SarahRose Posted September 6, 2006 Posted September 6, 2006 Just keep quiet for the next 40-50 years and things should be fine!
alphamale Posted September 6, 2006 Posted September 6, 2006 The smallest thing can put me in a woman hating mood and I am ready to go home and divorce her. I hate feeling this way but I can't seem to help it.. You are most likely headed down a path to disaster. Why did you get married?
portableversion Posted September 6, 2006 Posted September 6, 2006 goes and gets married to a WOMAN. That was stupid. Just accept the fact that you are unable to be with a woman, unless it's a pay for sex deal. Or try being a homo. It will take years of therapy to get you 'straight' (pun intended) so don't drag her down in your bullshyt. Good thing you got your 25 page prenup. Either way, you are doomed and so is your 'marriage'.
Author Woggle Posted September 6, 2006 Author Posted September 6, 2006 I am perfectly capable of being with a woman but I have issues that arise sometimes.
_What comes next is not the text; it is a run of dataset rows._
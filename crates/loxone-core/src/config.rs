// SPDX-License-Identifier: BUSL-1.1
// Copyright (c) 2026 Loxone MCP Bridge Contributors

use std::time::Duration;

/// Configuration for the Loxone protocol adapter.
#[derive(Debug, Clone, clap::Args)]
pub struct LoxoneConfig {
    /// Miniserver hostname or IP address.
    #[arg(long, env = "LOXONE_HOST")]
    pub host: String,

    /// Miniserver HTTP/WS port.
    #[arg(long, default_value_t = 80, env = "LOXONE_PORT")]
    pub port: u16,

    /// Miniserver account username.
    #[arg(long, env = "LOXONE_USER")]
    pub user: String,

    /// Miniserver account password.
    #[arg(long, env = "LOXONE_PASS")]
    pub password: String,

    /// Enable optional RSA/AES command encryption (disabled on certificate failure).
    #[arg(long, default_value_t = false, env = "LOXONE_USE_ENCRYPTION")]
    pub use_encryption: bool,

    /// Fixed delay before a WebSocket reconnect attempt, in seconds.
    #[arg(long, default_value_t = 5, env = "LOXONE_RECONNECT_DELAY_SECS")]
    pub reconnect_delay_secs: u64,

    /// Maximum WebSocket reconnect attempts. Negative means unbounded.
    #[arg(long, default_value_t = -1, env = "LOXONE_MAX_RECONNECT_ATTEMPTS")]
    pub max_reconnect_attempts: i64,

    /// Refresh the session token once fewer than this many seconds remain.
    #[arg(long, default_value_t = 300, env = "LOXONE_REFRESH_MARGIN_SECS")]
    pub refresh_margin_secs: i64,

    /// Interval between state-change log disk syncs, in seconds.
    #[arg(long, default_value_t = 600, env = "LOXONE_LOG_SYNC_INTERVAL_SECS")]
    pub sync_interval_secs: u64,

    /// Ring buffer capacity per tracked sensor.
    #[arg(long, default_value_t = 100, env = "LOXONE_MAX_EVENTS_PER_SENSOR")]
    pub max_events_per_sensor: usize,

    /// Maximum number of sensors tracked before LRU eviction.
    #[arg(long, default_value_t = 1000, env = "LOXONE_MAX_SENSORS")]
    pub max_sensors: usize,

    /// Path to the state-change log JSON file.
    #[arg(long, env = "LOXONE_LOG_PATH")]
    pub log_path: Option<std::path::PathBuf>,

    /// Default sensor discovery window, in seconds.
    #[arg(long, default_value_t = 30, env = "LOXONE_DISCOVERY_WINDOW_SECS")]
    pub discovery_window_secs: u64,

    /// Log level, consumed when `RUST_LOG` is unset.
    #[arg(long, default_value = "info", env = "LOXONE_LOG_LEVEL")]
    pub log_level: String,
}

impl LoxoneConfig {
    pub fn base_url(&self) -> String {
        format!("http://{}:{}", self.host, self.port)
    }

    pub fn reconnect_delay(&self) -> Duration {
        Duration::from_secs(self.reconnect_delay_secs)
    }

    pub fn sync_interval(&self) -> Duration {
        Duration::from_secs(self.sync_interval_secs)
    }

    pub fn discovery_window(&self) -> Duration {
        Duration::from_secs(self.discovery_window_secs)
    }

    /// Default log file location under the XDG state directory, used when
    /// `log_path` is not set explicitly.
    pub fn resolved_log_path(&self) -> std::path::PathBuf {
        self.log_path.clone().unwrap_or_else(|| crate::credential::state_dir().join("sensor_log.json"))
    }
}
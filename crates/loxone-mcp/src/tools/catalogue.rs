// SPDX-License-Identifier: BUSL-1.1
// Copyright (c) 2026 Loxone MCP Bridge Contributors

use serde_json::{json, Value};

use crate::context::ToolContext;
use crate::tools::optional_str;

fn device_json(d: &loxone_core::catalogue::Device) -> Value {
    json!({
        "uuid": d.uuid.to_string(),
        "name": d.name,
        "type": d.device_type,
        "room": d.room_name,
        "category": d.category_name,
    })
}

pub async fn discover_all_devices(ctx: &ToolContext) -> Value {
    let catalogue = ctx.client.catalogue().await;
    let devices: Vec<Value> = catalogue.devices.values().map(device_json).collect();
    json!({ "count": devices.len(), "devices": devices })
}

pub async fn get_devices_by_category(ctx: &ToolContext, args: &Value) -> Value {
    let catalogue = ctx.client.catalogue().await;
    match optional_str(args, "category") {
        Some(category) => {
            let devices: Vec<Value> = catalogue
                .devices
                .values()
                .filter(|d| d.category_name.eq_ignore_ascii_case(category))
                .map(device_json)
                .collect();
            json!({ "category": category, "devices": devices })
        }
        None => {
            let mut categories: Vec<Value> = catalogue
                .by_category
                .iter()
                .map(|(name, uuids)| json!({ "category": name, "device_count": uuids.len() }))
                .collect();
            categories.sort_by(|a, b| a["category"].as_str().cmp(&b["category"].as_str()));
            json!({ "categories": categories })
        }
    }
}

pub async fn get_devices_by_type(ctx: &ToolContext, args: &Value) -> Value {
    let catalogue = ctx.client.catalogue().await;
    match optional_str(args, "device_type") {
        Some(device_type) => {
            let devices: Vec<Value> = catalogue
                .devices
                .values()
                .filter(|d| d.device_type.eq_ignore_ascii_case(device_type))
                .map(device_json)
                .collect();
            json!({ "device_type": device_type, "devices": devices })
        }
        None => {
            let mut types: Vec<Value> = catalogue
                .by_type
                .iter()
                .map(|(name, uuids)| json!({ "type": name, "device_count": uuids.len() }))
                .collect();
            types.sort_by(|a, b| a["type"].as_str().cmp(&b["type"].as_str()));
            json!({ "types": types })
        }
    }
}

pub async fn get_all_categories_overview(ctx: &ToolContext) -> Value {
    let catalogue = ctx.client.catalogue().await;
    let categories: Vec<Value> = catalogue
        .categories
        .values()
        .map(|c| {
            let count = catalogue
                .by_category
                .get(&c.name)
                .map(|v| v.len())
                .unwrap_or(0);
            json!({ "name": c.name, "device_count": count })
        })
        .collect();
    json!({ "categories": categories, "capabilities": {
        "lighting": catalogue.capabilities.lighting.has,
        "blinds": catalogue.capabilities.blinds.has,
        "weather": catalogue.capabilities.weather.has,
        "security": catalogue.capabilities.security.has,
        "energy": catalogue.capabilities.energy.has,
        "audio": catalogue.capabilities.audio.has,
        "climate": catalogue.capabilities.climate.has,
        "sensors": catalogue.capabilities.sensors.has,
    }})
}
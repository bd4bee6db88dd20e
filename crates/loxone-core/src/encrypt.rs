// SPDX-License-Identifier: BUSL-1.1
// Copyright (c) 2026 Loxone MCP Bridge Contributors

//! Command encryption (C4): optional AES-256-CBC + RSA-PKCS1v15 envelope
//! around command URLs, enabled only when the Miniserver's public key was
//! loaded successfully.

use aes::cipher::block_padding::Pkcs7;
use aes::cipher::{BlockEncryptMut, KeyIvInit};
use base64::engine::general_purpose::STANDARD as BASE64;
use base64::Engine as _;
use der::{Decode, Encode};
use rand::RngCore;
use rsa::{Pkcs1v15Encrypt, RsaPublicKey};
use x509_cert::Certificate;

use crate::error::LoxoneError;
use crate::http::urlencode;

type Aes256CbcEnc = cbc::Encryptor<aes::Aes256>;

pub struct CommandEncryptor {
    public_key: RsaPublicKey,
}

impl CommandEncryptor {
    pub fn new(public_key: RsaPublicKey) -> Self {
        Self { public_key }
    }

    /// Parse a PEM-encoded X.509 certificate and extract its RSA public key
    /// (spec §4.3 step 2).
    pub fn from_pem(pem: &str) -> Result<Self, LoxoneError> {
        let der_bytes = rustls_pemfile::certs(&mut pem.as_bytes())
            .next()
            .ok_or_else(|| LoxoneError::Decode("no certificate found in PEM".to_owned()))?
            .map_err(|e| LoxoneError::Decode(e.to_string()))?;

        let cert = Certificate::from_der(der_bytes.as_ref())
            .map_err(|e| LoxoneError::Decode(format!("invalid X.509 certificate: {e}")))?;

        let spki = &cert.tbs_certificate.subject_public_key_info;
        let spki_der = spki.to_der().map_err(|e| LoxoneError::Decode(e.to_string()))?;

        let public_key = RsaPublicKey::try_from(
            rsa::pkcs8::SubjectPublicKeyInfoRef::try_from(spki_der.as_slice())
                .map_err(|e| LoxoneError::Decode(e.to_string()))?,
        )
        .map_err(|e| LoxoneError::Decode(format!("not an RSA key: {e}")))?;

        Ok(Self::new(public_key))
    }

    /// Encrypt an authenticated command path per spec §4.4 steps 1-6.
    pub fn encrypt(&self, command: &str) -> Result<String, LoxoneError> {
        let mut rng = rand::rng();

        let mut salt_bytes = [0u8; 2];
        rng.fill_bytes(&mut salt_bytes);
        let salt_hex: String = salt_bytes.iter().map(|b| format!("{b:02x}")).collect();
        let plaintext = format!("salt/{salt_hex}/{command}");

        let mut aes_key = [0u8; 32];
        rng.fill_bytes(&mut aes_key);
        let mut iv = [0u8; 16];
        rng.fill_bytes(&mut iv);

        let ciphertext = Aes256CbcEnc::new(&aes_key.into(), &iv.into())
            .encrypt_padded_vec_mut::<Pkcs7>(plaintext.as_bytes());
        let ciphertext_b64 = BASE64.encode(ciphertext);

        let key_hex: String = aes_key.iter().map(|b| format!("{b:02x}")).collect();
        let iv_hex: String = iv.iter().map(|b| format!("{b:02x}")).collect();
        let session_key_plain = format!("{key_hex}:{iv_hex}");

        let mut rng2 = rand::rngs::OsRng;
        let session_key_encrypted = self
            .public_key
            .encrypt(&mut rng2, Pkcs1v15Encrypt, session_key_plain.as_bytes())
            .map_err(|e| LoxoneError::Decode(format!("RSA encryption failed: {e}")))?;
        let session_key_b64 = BASE64.encode(session_key_encrypted);

        Ok(format!(
            "jdev/sys/enc/{}?sk={}",
            urlencode(&ciphertext_b64),
            urlencode(&session_key_b64)
        ))
    }
}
I honestly do think she is the exception when it comes to women so sometimes I look for a cache. I need to stop doing that.
quankanne Posted September 6, 2006 Posted September 6, 2006 I am perfectly capable of being with a woman but I have issues that arise sometimes. I honestly do think she is the exception when it comes to women so sometimes I look for a cache. I need to stop doing that. yes, you do. Because it's not fair to your marriage OR your wife when either becomes the whipping boy for whatever rage or insecurity or dislike that you're feeling ... they are not the problem, your outlook is causing the problem. people – male or female – can be jerks, can be evil, can be •ssholes. They also have the capacity for being good, kind, generous and loving. When you see someone behaving like the former, mentally kick yourself to remind yourself that they also can be the latter. You also need to keep in mind that even when a couple is screaming and fussing and disrespecting each other, that's THEIR way of communicating, even if it's a poor method. The most you can do is hope and pray they find a better way, you know? psychological counselling sounds like something you could benefit from, because it will empower you to a point that you can conquer these things that make you miserable about women.
RecordProducer Posted September 6, 2006 Posted September 6, 2006 Today I went out to do some shopping while my wife was visiting with a friend and I saw some couple arguing. The wife was chewing the husband and all of a sudden the misogynist came out. The smallest thing can put me in a woman hating mood and I am ready to go home and divorce her. I hate feeling this way but I can't seem to help it. I just stayed out until I snapped out of it so I wouldn't go home and do something stupid. The funny thing is that I didn't get into one of these moods once while on our vacation. This is the first time since we are married that I have been like this. I really want to nip this in the bud before I end up ruining the best relationship I ever had with a woman. Wog, congratulations on your marriage. For someone who hates women, you've married too many times before age 30. I am glad things are well between the two of you. Don't worry about other couples. concentrate on your own marriage. If we would worry about all the problems between married couples and project them on our own relationships, we should doubt our partners' love, trustworthiness, fidelity, and just about everything. And we should all be divorced. Some people ARE lucky in love. You had the courage to outcome your fears and open your heart to another woman and marry her. Give yourself some credit for that and enjoy your love.